Temperance_MovementI knew that such was the case, for I had, proh pudor! a bottle of lager beer in my pocket which I had bought for my dinner, but which, I am glad to say, was not discovered by the ladies under the auspices of whom I was to lecture in the evening. I can do with ice-water, but in a prohibition State I cannot. The evil spirit prompts me. I must have beer or wine with my meals. I have never been drunk in my life; but if I ever get drunk, it will be in a prohibition State.

“Well,” said the lady president of the temperance society of the town of T., “could you believe that, a few days ago, a poor woman of the town and her children actually died of starvation, while every day her husband got drunk with the wages he received?”

“But,” I mildly suggested, “you should see that that man was punished, not the innocent population of this town. Don’t suppress the wine, which is a gift of God: punish – suppress, even, if you like – the drunkard. It is not wine that makes a man drunk, it is vice. Don’t suppress the wine, suppress the vice, or the vicious. Imprison a drunkard, lynch him, hang, shoot him, quarter him, do what you like with him, but allow hundreds of good, wise, temperate people, who would use wine in moderation, to indulge in a habit that makes men moderate, cheerful and happy.”

My argument was lost on them.

Every year there are men who use knives to stab fellow-creatures; but there are millions who use their knives to eat their meals peacefully with. The law punishes the criminals, but would not think of suppressing the knives.

Any law is bad that punishes, injures, or annoys thousands of good, innocent people in order to stop the mischief done by a few – a very few, after all – blackguards and scoundrels.

These Christian ladies left me certainly unconverted, and took their revenge by not paying me my fee after the lecture, which confirmed me in my firm resolution never to have anything to do with angels – this side of the grave.

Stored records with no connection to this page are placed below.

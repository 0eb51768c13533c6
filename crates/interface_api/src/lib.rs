//! HTTP API Layer
//!
//! Thin Axum surface over the claims pipeline: submit a claim, read a claim
//! with its latest explanation, list recent claims. Authentication, file
//! upload, and analytics are out of scope; image references arrive as
//! opaque strings.

pub mod config;
pub mod dto;
pub mod error;
pub mod handlers;

use axum::{
    routing::{get, post},
    Router,
};
use std::sync::Arc;
use tower_http::cors::{Any, CorsLayer};
use tower_http::trace::TraceLayer;

use domain_claims::{ClaimProcessor, ClaimStore};

use crate::handlers::{claims, health};

/// Application state shared across handlers
#[derive(Clone)]
pub struct AppState {
    pub processor: Arc<ClaimProcessor>,
    pub store: Arc<dyn ClaimStore>,
}

/// Creates the main API router
pub fn create_router(state: AppState) -> Router {
    let claims_routes = Router::new()
        .route("/", post(claims::submit_claim).get(claims::list_claims))
        .route("/:id", get(claims::get_claim));

    Router::new()
        .route("/health", get(health::health_check))
        .nest("/claims", claims_routes)
        .layer(TraceLayer::new_for_http())
        .layer(
            CorsLayer::new()
                .allow_origin(Any)
                .allow_methods(Any)
                .allow_headers(Any),
        )
        .with_state(state)
}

The Anglo-Saxon should by all means preach temperance, which means moderation, not total abstinence. What they preach overreaches the mark and does no good. When you say that a country enjoys a temperate climate, that does not mean that it has no climate at all, but enjoys a moderate one, neither too hot nor too cold.

These same Anglo-Saxons should not despise, but admire and envy, those who can enjoy, like men of understanding, like gentlemen, the glorious gifts of God to man without ever making fools of themselves. For these, the law should be made.

If your husband or son, dear lady, would like to have a glass of wine or beer with his dinner, let him have it in your sweet and wholesome presence. Don’t make a hypocrite of him. Don’t compel him to go and hide himself in his club or, worse, in a saloon, or, worse still, don’t allow him to go and lose his manhood’s dignity by crawling on all fours under the counter of a drug-store.

There is no virtue in compulsion. There is virtue only in liberty.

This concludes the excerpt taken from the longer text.